High Dimensional Data Visualization

Serialaxes coordinate

Serial axes coordinate is a methodology for visualizing the p-dimensional geometry and multivariate data. As the name suggested, all axes are shown in serial. The axes can be a finite p space or transformed to an infinite space (e.g. Fourier transformation).

In the finite p space, all axes can be displayed in parallel which is known as the parallel coordinate; also, all axes can be displayed under a polar coordinate that is often known as the radial coordinate or radar plot. In the infinite space, a mathematical transformation is often applied. More details will be explained in the sub-section Infinite axes

A point in Euclidean p-space R^p is represented as a polyline in serial axes coordinate, it is found that a point <–> line duality is induced in the Euclidean plane R² (A. Inselberg and Dimsdale 1990).

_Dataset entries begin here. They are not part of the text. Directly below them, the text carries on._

//! # Application Service Module
//!
//! Routes under `/api/applications`:
//! - `GET /?scholarship_id=&status=`: admin list.
//! - `GET /draft/{scholarship_id}/{applicant_id}`: the applicant's live
//!   application, or `null`.
//! - `POST /draft`, `POST /submit`: upsert on `(scholarship_id, applicant_id)`.
//! - `GET /{id}`: one application.
//! - `POST /{id}/status`, `/{id}/award`, `/{id}/remove_award`: admin review.
//! - `/import/...`: CSV bulk import, see [`import`].

mod draft;
mod get;
pub mod import;
mod list;
mod review;
mod submit;

use actix_web::web::{get, post, scope};
use actix_web::Scope;

const API_PATH: &str = "/api/applications";

pub fn configure_routes() -> Scope {
    scope(API_PATH)
        .service(import::configure_routes())
        .route("", get().to(list::process))
        .route("/draft", post().to(draft::save))
        .route("/draft/{scholarship_id}/{applicant_id}", get().to(draft::get))
        .route("/submit", post().to(submit::process))
        .route("/{id}/status", post().to(review::status))
        .route("/{id}/award", post().to(review::award))
        .route("/{id}/remove_award", post().to(review::remove_award))
        .route("/{id}", get().to(get::process))
}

Before we start, a couple of things should be noticed:

In the serial axes coordinate system, no x or y (even group) are required; but other aesthetics, such as colour, fill, size, etc, are accommodated.
Layer geom_path is used to draw the serial lines; layer geom_histogram, geom_quantiles, and geom_density are used to draw the histograms, quantiles (not quantile regression) and densities. Users can also customize their own layer (i.e. geom_boxplot, geom_violin, etc) by editing function add_serialaxes_layers.

Finite axes

Suppose we are interested in the data set iris. A parallel coordinate chart can be created as followings:

library(ggmulti)
# parallel axes plot
ggplot(iris, 
       mapping = aes(
         Sepal.Length = Sepal.Length,
         Sepal.Width = Sepal.Width,
         Petal.Length = Petal.Length,
         Petal.Width = Petal.Width,
         colour = factor(Species))) +
  geom_path(alpha = 0.2)  + 
  coord_serialaxes() -> p
p

A histogram layer can be displayed by adding layer geom_histogram

p + 
  geom_histogram(alpha = 0.3, 
                 mapping = aes(fill = factor(Species))) + 
  theme(axis.text.x = element_text(angle = 30, hjust = 0.7))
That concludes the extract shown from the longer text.